Les « automortraits » de Spilliaert
A l’aide du miroir, Spilliaert exploite l’hypothèse de la suprématie du reflet sur la réalité. Cet outil indispensable de la représentation de soi s’émancipe : de simple surface réfléchissante, il devient un acteur qui enfreint les lois contraignantes de la ressemblance et qui n’en fait qu’à sa propre tête. Comme par un effet de contamination, ce redoutable objet, sans épaisseur, désincarné, semble absorber les objets et les personnages, dissoudre la matière au profit de la forme, réduire la chair à l’évanescence d’une apparition.
En réalité, les oeuvres de Spilliaert sont des autoportraits entre les miroirs, images au second degré, reflets “accueillis” et “filtrés” par un autre miroir qui fait face au premier, représentations de représentations. Cet artiste, qui déteste la peinture à l’huile, refuse l’épaisseur et l’opacité, emploie l’aquarelle mélangée aux crayons de couleurs et aboutit à une image dont la fluidité rappelle celle du reflet spéculaire. Les autoportraits de l’artiste, ces spectres diaphanes, manifestent au plus haut point la dissociation entre le sujet et son double, l’effet de “flottement dans une sorte de vacuum sémantique” (J. Clair), Tout laisse à penser que dans cette autoscopie, cette crainte mortifère de se voir à l’extérieur de soi-même, Spilliaert met tous les atouts de son côté. Ainsi, le chevalet, la planche à dessin, les armes particulières du peintre, font office d’écrans de protection contre ce qui était son visage propre et qui, absorbé dans le miroir, prend les traits d’un revenant.

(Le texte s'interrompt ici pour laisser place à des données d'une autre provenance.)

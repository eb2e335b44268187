//! Operator inference rules and the rule registry.

use std::error::Error;
use std::fmt;
use std::sync::Arc;

use rustc_hash::FxHashMap;

use crate::dim::ConflictError;
use crate::graph::Node;
use crate::value::{Constant, DataType, TensorData, TypeInfo};

/// Errors produced by an individual operator's inference rule.
///
/// These errors are node-local: the driver converts them into diagnostics
/// attached to the failing node and continues with the rest of the graph.
#[derive(Clone, Debug, PartialEq)]
pub enum InferenceError {
    /// Two sources of information about a value are incompatible.
    Conflict(ConflictError),

    /// Input ranks do not match each other or the operator's requirements.
    RankMismatch(&'static str),

    /// Input element types do not match.
    TypeMismatch { expected: DataType, actual: DataType },

    /// Shape arithmetic failed, eg. an invalid `Reshape` specification.
    ShapeArithmetic(&'static str),

    /// Too many or too few inputs were provided.
    Arity { expected: &'static str, actual: usize },

    /// An input or attribute has an invalid value.
    InvalidValue(&'static str),
}

impl fmt::Display for InferenceError {
    fn fmt(&self, f: &mut fmt::Formatter<'_>) -> fmt::Result {
        match self {
            InferenceError::Conflict(err) => write!(f, "conflict: {}", err),
            InferenceError::RankMismatch(msg) => write!(f, "rank mismatch: {}", msg),
            InferenceError::TypeMismatch { expected, actual } => {
                write!(f, "type mismatch: expected {}, got {}", expected, actual)
            }
            InferenceError::ShapeArithmetic(msg) => write!(f, "shape arithmetic error: {}", msg),
            InferenceError::Arity { expected, actual } => {
                write!(
                    f,
                    "incorrect number of inputs: expected {}, got {}",
                    expected, actual
                )
            }
            InferenceError::InvalidValue(msg) => write!(f, "invalid value: {}", msg),
        }
    }
}

impl Error for InferenceError {}

impl From<ConflictError> for InferenceError {
    fn from(err: ConflictError) -> InferenceError {
        InferenceError::Conflict(err)
    }
}

/// What inference knows about one operator input.
#[derive(Clone, Copy, Debug)]
pub struct InputInfo<'a> {
    /// The input's type, as established by earlier inference.
    pub type_info: &'a TypeInfo,

    /// The input's value, if data propagation was able to compute it.
    pub value: Option<&'a Constant>,
}

/// Everything an inference rule may inspect about the node it is applied
/// to: per-input types and known values, attributes and output count.
pub struct InferenceContext<'a> {
    node: &'a Node,
    inputs: Vec<Option<InputInfo<'a>>>,
}

impl<'a> InferenceContext<'a> {
    /// Create a context for a node.
    ///
    /// `inputs` has one entry per input slot; `None` marks an optional
    /// input which was omitted.
    pub fn new(node: &'a Node, inputs: Vec<Option<InputInfo<'a>>>) -> InferenceContext<'a> {
        InferenceContext { node, inputs }
    }

    pub fn node(&self) -> &'a Node {
        self.node
    }

    /// Return the number of input slots, including omitted ones.
    pub fn num_inputs(&self) -> usize {
        self.inputs.len()
    }

    pub fn num_outputs(&self) -> usize {
        self.node.outputs.len()
    }

    /// Return the state of the index'th input, or `None` if the slot is out
    /// of range or the input was omitted.
    pub fn input(&self, index: usize) -> Option<InputInfo<'a>> {
        self.inputs.get(index).copied().flatten()
    }

    /// Return the state of the index'th input, or an arity error naming the
    /// expected count.
    pub fn require_input(
        &self,
        index: usize,
        expected: &'static str,
    ) -> Result<InputInfo<'a>, InferenceError> {
        self.input(index).ok_or(InferenceError::Arity {
            expected,
            actual: self.inputs.iter().filter(|inp| inp.is_some()).count(),
        })
    }

    /// Return the type of the index'th input, if present.
    pub fn input_type(&self, index: usize) -> Option<&'a TypeInfo> {
        self.input(index).map(|info| info.type_info)
    }

    /// Return the known value of the index'th input, if present.
    pub fn input_value(&self, index: usize) -> Option<&'a Constant> {
        self.input(index).and_then(|info| info.value)
    }

    pub fn attr_int(&self, name: &str) -> Option<i64> {
        self.node.attr_int(name)
    }

    pub fn attr_ints(&self, name: &str) -> Option<&'a [i64]> {
        self.node.attr_ints(name)
    }

    pub fn attr_float(&self, name: &str) -> Option<f32> {
        self.node.attr_float(name)
    }

    pub fn attr_floats(&self, name: &str) -> Option<&'a [f32]> {
        self.node.attr_floats(name)
    }

    pub fn attr_tensor(&self, name: &str) -> Option<&'a TensorData> {
        self.node.attr_tensor(name)
    }

    /// Return a list of axes taken from an input's known value if the slot
    /// is present, falling back to an attribute.
    ///
    /// Several operators moved their axes from an attribute to an input
    /// between operator-set versions; rules handle both forms this way.
    pub fn axes_from_input_or_attr(&self, input_index: usize, attr: &str) -> Option<Vec<i64>> {
        if let Some(value) = self.input_value(input_index) {
            return Some(value.values().to_vec());
        }
        self.attr_ints(attr).map(|axes| axes.to_vec())
    }
}

/// Infer the types of an operator's outputs given its inputs.
///
/// Rules are pure functions of the context: they must not depend on state
/// from unrelated nodes, since evaluation order across independent branches
/// of a graph is unspecified.
pub trait InferenceRule {
    /// Return one `TypeInfo` per output slot of the node.
    ///
    /// Rules may return fewer entries than the node has outputs; the driver
    /// treats missing entries as unknown.
    fn infer(&self, ctx: &InferenceContext) -> Result<Vec<TypeInfo>, InferenceError>;
}

/// A rule shared between registry entries.
pub type SharedRule = Arc<dyn InferenceRule + Send + Sync>;

struct RegistryEntry {
    since_version: i64,
    rule: SharedRule,
}

/// Registry of inference rules keyed by operator domain, name and version.
///
/// New registries have no rules registered. Use
/// [`OpRegistry::with_builtin_ops`] for a registry covering the builtin
/// operator set, or register rules individually with
/// [`OpRegistry::register`] to keep the table small.
#[derive(Default)]
pub struct OpRegistry {
    // Entries are kept sorted by ascending `since_version`.
    rules: FxHashMap<(String, String), Vec<RegistryEntry>>,
}

impl OpRegistry {
    /// Create a new empty registry.
    pub fn new() -> OpRegistry {
        OpRegistry::default()
    }

    /// Create a new registry with rules for the builtin operator set.
    pub fn with_builtin_ops() -> OpRegistry {
        let mut reg = OpRegistry::new();
        crate::ops::register_builtin_ops(&mut reg);
        reg
    }

    /// Register a rule for an operator, effective from `since_version` of
    /// the operator's domain.
    ///
    /// Registering a second rule for the same operator and version replaces
    /// the first.
    pub fn register(&mut self, domain: &str, op_type: &str, since_version: i64, rule: SharedRule) {
        let entries = self
            .rules
            .entry((domain.to_string(), op_type.to_string()))
            .or_default();
        match entries.binary_search_by_key(&since_version, |e| e.since_version) {
            Ok(pos) => entries[pos].rule = rule,
            Err(pos) => entries.insert(
                pos,
                RegistryEntry {
                    since_version,
                    rule,
                },
            ),
        }
    }

    /// Look up the rule for an operator under a given opset version.
    ///
    /// Returns the rule with the highest `since_version` that does not
    /// exceed `opset_version`.
    pub fn lookup(
        &self,
        domain: &str,
        op_type: &str,
        opset_version: i64,
    ) -> Option<&(dyn InferenceRule + Send + Sync)> {
        let entries = self.rules.get(&(domain.to_string(), op_type.to_string()))?;
        entries
            .iter()
            .rev()
            .find(|e| e.since_version <= opset_version)
            .map(|e| e.rule.as_ref())
    }
}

Rien n’y fait ; la menace de la contagion se fait de plus en plus pressante. Démultipliés par le jeu de glaces, ils émergent en traîtres, par derrière. Immobile, comme pétrifié, le peintre ne peut que constater la dissolution de sa représentation, le blanchissement progressif de l’image allant jusqu’à la disparition. Avec L’Autoportrait au miroir (1908, l’artiste propose la version la plus radicale de ces noces mythiques et tragiques du visage et du reflet. Le visage et le buste semblent ne pas être placés dans un espace autonome mais absorbés, “mangés” par la surface de cette “machine à refléter”. Happé, saisi par le miroir, tentant désespérément d’en sortir, Spilliaert s’y trouve véritablement emprisonné. En dernière instance, ce que suggère le regard terrifié et aveuglé de l’artiste est cet entre-deux, l’instant d’une rencontre irréalisable, d’une coexistence simultanée dans le temps et l’espace du vivant et du mort. Dans Le Horla, Maupassant décrit une situation proche de ces visions quasi hallucinatoires : “Je ne me vis pas dans ma glace !…Elle était vide…Mon image n’était pas dedans…et j’étais en face, moi !…Et je regardais cela avec des yeux affolés ; et si je n’osais plus avancer, je n’osais plus faire un mouvement, sentant bien qu’il était là, mais qu’il m’échapperait encore, lui dont le corps imperceptible avait dévoré mon reflet”.